■ ABOUT THIS TASK
The records should be copied out again with no alteration.

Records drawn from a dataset
++++

//! Brightness-to-glyph mapping for ASCII-style shading.
//!
//! A glyph atlas is a single row of `len` equally wide cells, darkest glyph
//! first. A brightness in `[0, 1]` selects a cell with
//!
//! ```text
//! index = floor((b^0.4 − 0.2·random) · len)     clamped to [0, len − 1]
//! ```
//!
//! where `random` is a fixed per-instance scalar in `[0, 1]` that breaks up
//! banding. [`ASCII_WGSL`] carries the same mapping for materials that sample
//! a real atlas texture; [`preview`] uses it on the CPU to print a particle
//! state as text.

use bytemuck::{Pod, Zeroable};
use glam::{Vec2, Vec4};
use rand::Rng;

/// Default alphabet, darkest to brightest.
pub const DEFAULT_ALPHABET: &str = " .:-=+*#%@";

/// Exponent applied to brightness before quantization.
pub const GAMMA: f32 = 0.4;

/// Weight of the per-instance random offset.
pub const RANDOM_WEIGHT: f32 = 0.2;

/// WGSL helpers matching [`glyph_index`] and [`atlas_uv`].
pub const ASCII_WGSL: &str = r#"
fn glyph_brightness(brightness: f32, random: f32) -> f32 {
    return pow(clamp(brightness, 0.0, 1.0), 0.4) - 0.2 * random;
}

fn glyph_atlas_uv(local_uv: vec2<f32>, brightness: f32, random: f32, count: f32) -> vec2<f32> {
    let index = clamp(floor(glyph_brightness(brightness, random) * count), 0.0, count - 1.0);
    return vec2<f32>(local_uv.x / count + index / count, local_uv.y);
}
"#;

/// Adjusted brightness before quantization. May fall below zero.
#[inline]
pub fn glyph_brightness(brightness: f32, random: f32) -> f32 {
    brightness.clamp(0.0, 1.0).powf(GAMMA) - RANDOM_WEIGHT * random
}

/// Atlas cell for a brightness/random pair.
pub fn glyph_index(brightness: f32, random: f32, len: usize) -> usize {
    if len == 0 {
        return 0;
    }
    let raw = (glyph_brightness(brightness, random) * len as f32).floor();
    raw.clamp(0.0, (len - 1) as f32) as usize
}

/// Map a quad-local UV into the atlas cell `index` of `len`.
#[inline]
pub fn atlas_uv(local_uv: Vec2, index: usize, len: usize) -> Vec2 {
    let len = len.max(1) as f32;
    Vec2::new(local_uv.x / len + index as f32 / len, local_uv.y)
}

/// Per-instance attributes for an ASCII material.
#[repr(C)]
#[derive(Debug, Clone, Copy, PartialEq, Pod, Zeroable)]
pub struct GlyphInstance {
    /// Image lookup coordinate for this instance.
    pub pixel_uv: [f32; 2],
    /// Fixed random scalar in `[0, 1)`.
    pub random: f32,
    pub _padding: f32,
}

/// One instance per cell of a `cols × rows` grid, row-major.
pub fn glyph_instances<R: Rng>(cols: u32, rows: u32, rng: &mut R) -> Vec<GlyphInstance> {
    (0..rows)
        .flat_map(|y| (0..cols).map(move |x| (x, y)))
        .map(|(x, y)| GlyphInstance {
            pixel_uv: [x as f32 / cols as f32, y as f32 / rows as f32],
            random: rng.gen(),
            _padding: 0.0,
        })
        .collect()
}

/// An alphabet of glyphs ordered by visual density.
#[derive(Debug, Clone)]
pub struct GlyphAtlas {
    glyphs: Vec<char>,
}

impl Default for GlyphAtlas {
    fn default() -> Self {
        Self::new(DEFAULT_ALPHABET)
    }
}

impl GlyphAtlas {
    pub fn new(alphabet: &str) -> Self {
        Self {
            glyphs: alphabet.chars().collect(),
        }
    }

    #[inline]
    pub fn len(&self) -> usize {
        self.glyphs.len()
    }

    #[inline]
    pub fn is_empty(&self) -> bool {
        self.glyphs.is_empty()
    }

    pub fn glyph(&self, brightness: f32, random: f32) -> char {
        self.glyphs
            .get(glyph_index(brightness, random, self.len()))
            .copied()
            .unwrap_or(' ')
    }
}

/// Render position texels as text on a `cols × rows` grid.
///
/// Each texel lands in the cell under its `xy` (plane `[-1, 1]²`, y up) and
/// the brightest texel per cell picks the glyph. Texels off the plane are
/// skipped.
pub fn preview(texels: &[Vec4], cols: usize, rows: usize, atlas: &GlyphAtlas) -> String {
    let mut cells = vec![0.0f32; cols * rows];
    let mut hit = vec![false; cols * rows];
    for t in texels {
        let u = (t.x + 1.0) * 0.5;
        let v = (1.0 - t.y) * 0.5;
        if !(0.0..1.0).contains(&u) || !(0.0..1.0).contains(&v) {
            continue;
        }
        let i = (u * cols as f32) as usize + (v * rows as f32) as usize * cols;
        cells[i] = cells[i].max(t.w);
        hit[i] = true;
    }

    let mut out = String::with_capacity((cols + 1) * rows);
    for row in 0..rows {
        for col in 0..cols {
            let i = col + row * cols;
            out.push(if hit[i] { atlas.glyph(cells[i], 0.0) } else { ' ' });
        }
        out.push('\n');
    }
    out
}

++++

■ ANSWER TO THIS TASK
//! Brightness-to-glyph mapping for ASCII-style shading.
//!
//! A glyph atlas is a single row of `len` equally wide cells, darkest glyph
//! first. A brightness in `[0, 1]` selects a cell with
//!
//! ```text
//! index = floor((b^0.4 − 0.2·random) · len)     clamped to [0, len − 1]
//! ```
//!
//! where `random` is a fixed per-instance scalar in `[0, 1]` that breaks up
//! banding. [`ASCII_WGSL`] carries the same mapping for materials that sample
//! a real atlas texture; [`preview`] uses it on the CPU to print a particle
//! state as text.

use bytemuck::{Pod, Zeroable};
use glam::{Vec2, Vec4};
use rand::Rng;

/// Default alphabet, darkest to brightest.
pub const DEFAULT_ALPHABET: &str = " .:-=+*#%@";

/// Exponent applied to brightness before quantization.
pub const GAMMA: f32 = 0.4;

/// Weight of the per-instance random offset.
pub const RANDOM_WEIGHT: f32 = 0.2;

/// WGSL helpers matching [`glyph_index`] and [`atlas_uv`].
pub const ASCII_WGSL: &str = r#"
fn glyph_brightness(brightness: f32, random: f32) -> f32 {
    return pow(clamp(brightness, 0.0, 1.0), 0.4) - 0.2 * random;
}

fn glyph_atlas_uv(local_uv: vec2<f32>, brightness: f32, random: f32, count: f32) -> vec2<f32> {
    let index = clamp(floor(glyph_brightness(brightness, random) * count), 0.0, count - 1.0);
    return vec2<f32>(local_uv.x / count + index / count, local_uv.y);
}
"#;

/// Adjusted brightness before quantization. May fall below zero.
#[inline]
pub fn glyph_brightness(brightness: f32, random: f32) -> f32 {
    brightness.clamp(0.0, 1.0).powf(GAMMA) - RANDOM_WEIGHT * random
}

/// Atlas cell for a brightness/random pair.
pub fn glyph_index(brightness: f32, random: f32, len: usize) -> usize {
    if len == 0 {
        return 0;
    }
    let raw = (glyph_brightness(brightness, random) * len as f32).floor();
    raw.clamp(0.0, (len - 1) as f32) as usize
}

/// Map a quad-local UV into the atlas cell `index` of `len`.
#[inline]
pub fn atlas_uv(local_uv: Vec2, index: usize, len: usize) -> Vec2 {
    let len = len.max(1) as f32;
    Vec2::new(local_uv.x / len + index as f32 / len, local_uv.y)
}

/// Per-instance attributes for an ASCII material.
#[repr(C)]
#[derive(Debug, Clone, Copy, PartialEq, Pod, Zeroable)]
pub struct GlyphInstance {
    /// Image lookup coordinate for this instance.
    pub pixel_uv: [f32; 2],
    /// Fixed random scalar in `[0, 1)`.
    pub random: f32,
    pub _padding: f32,
}

/// One instance per cell of a `cols × rows` grid, row-major.
pub fn glyph_instances<R: Rng>(cols: u32, rows: u32, rng: &mut R) -> Vec<GlyphInstance> {
    (0..rows)
        .flat_map(|y| (0..cols).map(move |x| (x, y)))
        .map(|(x, y)| GlyphInstance {
            pixel_uv: [x as f32 / cols as f32, y as f32 / rows as f32],
            random: rng.gen(),
            _padding: 0.0,
        })
        .collect()
}

/// An alphabet of glyphs ordered by visual density.
#[derive(Debug, Clone)]
pub struct GlyphAtlas {
    glyphs: Vec<char>,
}

impl Default for GlyphAtlas {
    fn default() -> Self {
        Self::new(DEFAULT_ALPHABET)
    }
}

impl GlyphAtlas {
    pub fn new(alphabet: &str) -> Self {
        Self {
            glyphs: alphabet.chars().collect(),
        }
    }

    #[inline]
    pub fn len(&self) -> usize {
        self.glyphs.len()
    }

    #[inline]
    pub fn is_empty(&self) -> bool {
        self.glyphs.is_empty()
    }

    pub fn glyph(&self, brightness: f32, random: f32) -> char {
        self.glyphs
            .get(glyph_index(brightness, random, self.len()))
            .copied()
            .unwrap_or(' ')
    }
}

/// Render position texels as text on a `cols × rows` grid.
///
/// Each texel lands in the cell under its `xy` (plane `[-1, 1]²`, y up) and
/// the brightest texel per cell picks the glyph. Texels off the plane are
/// skipped.
pub fn preview(texels: &[Vec4], cols: usize, rows: usize, atlas: &GlyphAtlas) -> String {
    let mut cells = vec![0.0f32; cols * rows];
    let mut hit = vec![false; cols * rows];
    for t in texels {
        let u = (t.x + 1.0) * 0.5;
        let v = (1.0 - t.y) * 0.5;
        if !(0.0..1.0).contains(&u) || !(0.0..1.0).contains(&v) {
            continue;
        }
        let i = (u * cols as f32) as usize + (v * rows as f32) as usize * cols;
        cells[i] = cells[i].max(t.w);
        hit[i] = true;
    }

    let mut out = String::with_capacity((cols + 1) * rows);
    for row in 0..rows {
        for col in 0..cols {
            let i = col + row * cols;
            out.push(if hit[i] { atlas.glyph(cells[i], 0.0) } else { ' ' });
        }
        out.push('\n');
    }
    out
}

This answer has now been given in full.